La production de connaissances sur les organisations

La recherche en tant que pratique sociale

Sur le plan académique, la production de connaissances sur les organisations n'est pas le fait de théoriciens travaillant en isolation. Il faut plutôt prendre en considération le fait que ces théoriciens sont en quelque sorte « encastrés », et ce de différentes façons.

Il sont en premier lieu encastrés dans l'histoire, c'est-à-dire qu'ils produisent des connaissances à partir des organisations qu'ils peuvent observer à un moment ou une période donnés.

Exemple

Philip Selznick, considéré comme étant à l'origine de la théorie institutionnelle de l'organisation, a développé ses premières idées en étudiant le cas de la TVA (Tennessee Valley Authority), établissement public fédéral créé dans les années 1930 et composante de la politique du New Deal établie par le Président F. Roosevelt

Or, les problèmes de gestion des organisations varient selon les époques, de même que la façon dont ces organisations sont structurées. On peut évidemment considérer qu'il existe des problèmes en quelque sorte génériques, qui se posent à toute organisation, mais les solutions observables sont datées. De ce fait, il est toujours risqué d'interpréter les écrits d'anciens théoriciens sans prendre en compte le contexte dans lequel leurs idées ont été formulées

Exemple

Il est difficile de commenter les écrits d'un auteur comme F.W. Taylor sans se replacer dans le contexte du développement de l'industrialisation au début du 20è siècle aux Etats-Unis, et des problèmes spécifiques que posait la gestion de la main-d'oeuvre à cette époque

Les théoriciens ont également une nationalité et leurs écrits peuvent refléter des éléments de leur culture nationale. G. Hofstede, qui s'est notamment fait connaître par ses travaux d'analyse comparée des cultures nationales, expriment cette idée en forçant quelque peu le trait, de la façon suivante :

  • seul une Français comme Henri Fayol pouvait écrire un ouvrage intitulé « Administration industrielle et générale » (publié en 1916) s'appuyant sur une vision pyramidale de l'organisation ;

  • il n'est peut-être pas surprenant que le modèle bureaucratique ait d'abord été popularisé par un auteur allemand (en l'occurrence Max Weber) ;

  • le fait qu'une théorie de l'entreprise qui prend le marché comme point de départ de la modélisation et qui justifie l'existence même de l'entreprise comme réponse à des défaillances de ce marché ait été essentiellement développée par un auteur américain (O. Williamson) n'est sans doute pas un hasard.

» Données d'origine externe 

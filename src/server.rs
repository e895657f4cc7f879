//! Server runtime wiring the engine, session reaper, and HTTP listener.
//!
//! [`Server`] owns the engine for its whole lifetime; the axum router only
//! sees it through [`ApiState`]. Shutdown is cooperative: cancelling the
//! token drains the listener, the reaper, and every delivery task.

use std::sync::Arc;

use chrono::Utc;
use tokio::net::TcpListener;
use tokio_util::sync::CancellationToken;
use tracing::{debug, info};

use crate::api::{self, ApiState};
use crate::config::SiemulateConfig;
use crate::engine::Engine;
use crate::error::SiemulateError;
use crate::observability::events::{Event, EventEmitter};

/// Options for constructing a [`Server`].
pub struct ServerOptions {
    /// Loaded and validated configuration.
    pub config: SiemulateConfig,
    /// Emitter for structured audit events.
    pub emitter: Arc<EventEmitter>,
    /// Token for cooperative shutdown.
    pub cancel: CancellationToken,
}

/// Training backend runtime.
pub struct Server {
    config: SiemulateConfig,
    engine: Arc<Engine>,
    emitter: Arc<EventEmitter>,
    cancel: CancellationToken,
}

impl Server {
    /// Create a server and its engine from the given options.
    #[must_use]
    pub fn new(opts: ServerOptions) -> Self {
        let engine = Arc::new(Engine::new(
            opts.config.engine_options(),
            Arc::clone(&opts.emitter),
            opts.cancel.clone(),
        ));

        Self {
            config: opts.config,
            engine,
            emitter: opts.emitter,
            cancel: opts.cancel,
        }
    }

    /// The engine backing this server.
    #[must_use]
    pub const fn engine(&self) -> &Arc<Engine> {
        &self.engine
    }

    /// Bind the listener and serve until the cancellation token fires.
    ///
    /// # Errors
    ///
    /// Returns [`SiemulateError::Server`] when the listener cannot bind or
    /// the HTTP server fails.
    pub async fn run(&self) -> Result<(), SiemulateError> {
        let listener = TcpListener::bind(self.config.server.bind)
            .await
            .map_err(|e| {
                SiemulateError::Server(format!("bind {} failed: {e}", self.config.server.bind))
            })?;
        let bound_addr = listener
            .local_addr()
            .map_err(|e| SiemulateError::Server(format!("local_addr failed: {e}")))?;

        self.emitter.emit(Event::ServerStarted {
            timestamp: Utc::now(),
            bind_addr: bound_addr.to_string(),
        });
        info!(%bound_addr, "API server started");

        let reaper_handle = self.engine.start_reaper();

        let state = Arc::new(ApiState::new(Arc::clone(&self.engine)));
        let router = api::build_router(state);

        let cancel = self.cancel.clone();
        let result = axum::serve(listener, router)
            .with_graceful_shutdown(async move {
                cancel.cancelled().await;
            })
            .await
            .map_err(|e| SiemulateError::Server(format!("serve failed: {e}")));

        // The reaper exits on cancellation by itself; abort covers the
        // serve-error path where the token never fired.
        reaper_handle.abort();

        self.emitter.emit(Event::ServerStopped {
            timestamp: Utc::now(),
            reason: match &result {
                Ok(()) => "shutdown".to_string(),
                Err(e) => format!("error: {e}"),
            },
        });
        debug!("API server shut down");

        result
    }
}

#[cfg(test)]
mod tests {
    use super::*;
    use std::net::SocketAddr;
    use std::time::Duration;

    fn test_options(cancel: CancellationToken) -> ServerOptions {
        let mut config = SiemulateConfig::default();
        // Port 0 avoids collisions between parallel tests.
        config.server.bind = SocketAddr::from(([127, 0, 0, 1], 0));
        ServerOptions {
            config,
            emitter: Arc::new(EventEmitter::noop()),
            cancel,
        }
    }

    #[tokio::test]
    async fn test_run_stops_on_cancellation() {
        let cancel = CancellationToken::new();
        let server = Server::new(test_options(cancel.clone()));
        let emitter = Arc::clone(&server.emitter);

        let handle = tokio::spawn(async move { server.run().await });

        // Give the listener a moment to come up, then request shutdown.
        tokio::time::sleep(Duration::from_millis(50)).await;
        cancel.cancel();

        let result = tokio::time::timeout(Duration::from_secs(5), handle)
            .await
            .expect("server did not shut down")
            .unwrap();
        assert!(result.is_ok());

        // ServerStarted and ServerStopped were both emitted.
        assert_eq!(emitter.event_count(), 2);
    }

    #[tokio::test]
    async fn test_engine_uses_configured_options() {
        let cancel = CancellationToken::new();
        let mut opts = test_options(cancel);
        opts.config.sequence.length = 3;

        let server = Server::new(opts);
        let receipt = server.engine().start_session("s1", "x").unwrap();
        assert_eq!(receipt.sequence_length, 3);
    }
}
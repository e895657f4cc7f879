//! Shell completion generation.
//!
//! Generates shell completion scripts for supported shells.

use clap::CommandFactory;
use clap_complete::Shell as ClapShell;

use crate::cli::args::{Cli, CompletionsArgs, Shell};

/// Generate and print a shell completion script to stdout.
pub fn run(args: &CompletionsArgs) {
    let shell = match args.shell {
        Shell::Bash => ClapShell::Bash,
        Shell::Zsh => ClapShell::Zsh,
        Shell::Fish => ClapShell::Fish,
        Shell::PowerShell => ClapShell::PowerShell,
        Shell::Elvish => ClapShell::Elvish,
    };

    let mut cmd = Cli::command();
    clap_complete::generate(shell, &mut cmd, "siemulate", &mut std::io::stdout());
}
//! `siemulate` — SOC analyst training backend

use clap::Parser;
use tokio_util::sync::CancellationToken;

use siemulate::cli::args::Cli;
use siemulate::cli::commands;
use siemulate::error::ExitCode;
use siemulate::observability::{LogFormat, init_logging};

#[tokio::main]
async fn main() {
    let cli = Cli::parse();

    if !cli.quiet {
        let format = if cli.log_json {
            LogFormat::Json
        } else {
            LogFormat::Human
        };
        init_logging(format, cli.verbose, cli.color);
    }

    let cancel = CancellationToken::new();

    // Spawn signal handler for graceful shutdown
    let signal_cancel = cancel.clone();
    tokio::spawn(async move {
        let mut sigterm = tokio::signal::unix::signal(tokio::signal::unix::SignalKind::terminate())
            .expect("failed to register SIGTERM handler");

        tokio::select! {
            _ = tokio::signal::ctrl_c() => {}
            _ = sigterm.recv() => {}
        }

        eprintln!("\nShutting down gracefully... (press Ctrl+C again to force)");
        signal_cancel.cancel();

        tokio::select! {
            _ = tokio::signal::ctrl_c() => std::process::exit(ExitCode::INTERRUPTED),
            _ = sigterm.recv() => std::process::exit(ExitCode::TERMINATED),
        }
    });

    let result = commands::dispatch(cli, cancel).await;

    match result {
        Ok(()) => std::process::exit(ExitCode::SUCCESS),
        Err(e) => {
            eprintln!("error: {e}");
            std::process::exit(e.exit_code());
        }
    }
}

Ces exemples sont un peu caricaturaux mais on ne peut nier l'existence de thématiques, de points de vue, de sujets, variables selon les contextes nationaux. Un bilan comparatif des travaux de théorie des organisations menés aux Etats-Unis et en Europe tendait à montrer que les penseurs américains étaient plus intéressés par les questions d'objectifs, de comportement des individus dans l'organisation, tandis que les penseurs européens avaient tendance à privilégier les questions de structure, de technologie, de pouvoir, ou encore de relations entre les organisations et la société dans son ensemble. Approche plutôt microscopique d'un côté, plutôt macroscopique de l'autre.

Les choses ont changé depuis la fin des années 1970, date à laquelle ce bilan a été établi, mais la théorie des organisations en tant que champ disciplinaire ne présente pas encore aujourd'hui la même configuration des deux côtés de l'Atlantique.

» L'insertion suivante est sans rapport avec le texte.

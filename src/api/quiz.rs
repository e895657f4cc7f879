//! Knowledge quiz endpoints.

use axum::Json;
use serde_json::{Value, json};

use crate::observability::metrics;
use crate::quiz::{CategorySummary, GradeReport, QuizSubmission};

/// `GET /quiz/questions` — the bank, answers stripped.
pub async fn questions() -> Json<Value> {
    let questions = crate::quiz::questions();
    let total_questions = questions.len();

    Json(json!({
        "questions": questions,
        "total_questions": total_questions,
    }))
}

/// `POST /quiz/submit` — grade a submission.
pub async fn submit(Json(submission): Json<QuizSubmission>) -> Json<GradeReport> {
    let report = crate::quiz::grade(&submission);
    metrics::record_quiz_submission(report.score_percentage);
    Json(report)
}

/// `GET /quiz/categories` — category names with question counts.
pub async fn categories() -> Json<CategorySummary> {
    Json(crate::quiz::categories())
}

Un troisième aspect de l'encastrement du chercheur réside dans son insertion dans un lieu et/ou une communauté de travail. En d'autres termes, la théorisation gagne à être considérée comme une pratique professionnelle avec ses règles, ses enjeux, ses stratégies.

Comme tout champ disciplinaire , la théorie des organisations peut être regardée comme un espace où des acteurs, les théoriciens, sont engagés dans un jeu concurrentiel de conquête de réputation. La structuration du champ peut se caractériser en termes de degré de dépendance réciproque des chercheurs en matière d'utilisation des idées, des résultats, des procédures permettant l'affirmation de connaissances, et de degré d'incertitude de la tâche (définition des problèmes, des questions prioritaires, des objectifs à poursuivre, etc.) auquel les chercheurs sont confrontés. Une science peut ainsi être fortement hiérarchisée par la présence d'une élite reconnue et l'existence de procédures standard de recherche, ou au contraire faiblement organisée, sans élite permanente ou évidente, ce qui lui donne évidemment une configuration désordonnée.

Remarque

On parle de bureaucratie cloisonnée dans le premier cas et d'adhocratie fragmentée pour le second. Ce qui distingue le champ « théorie des organisations » des deux côtés de l'Atlantique tient précisément à la façon dont ce champ est structuré.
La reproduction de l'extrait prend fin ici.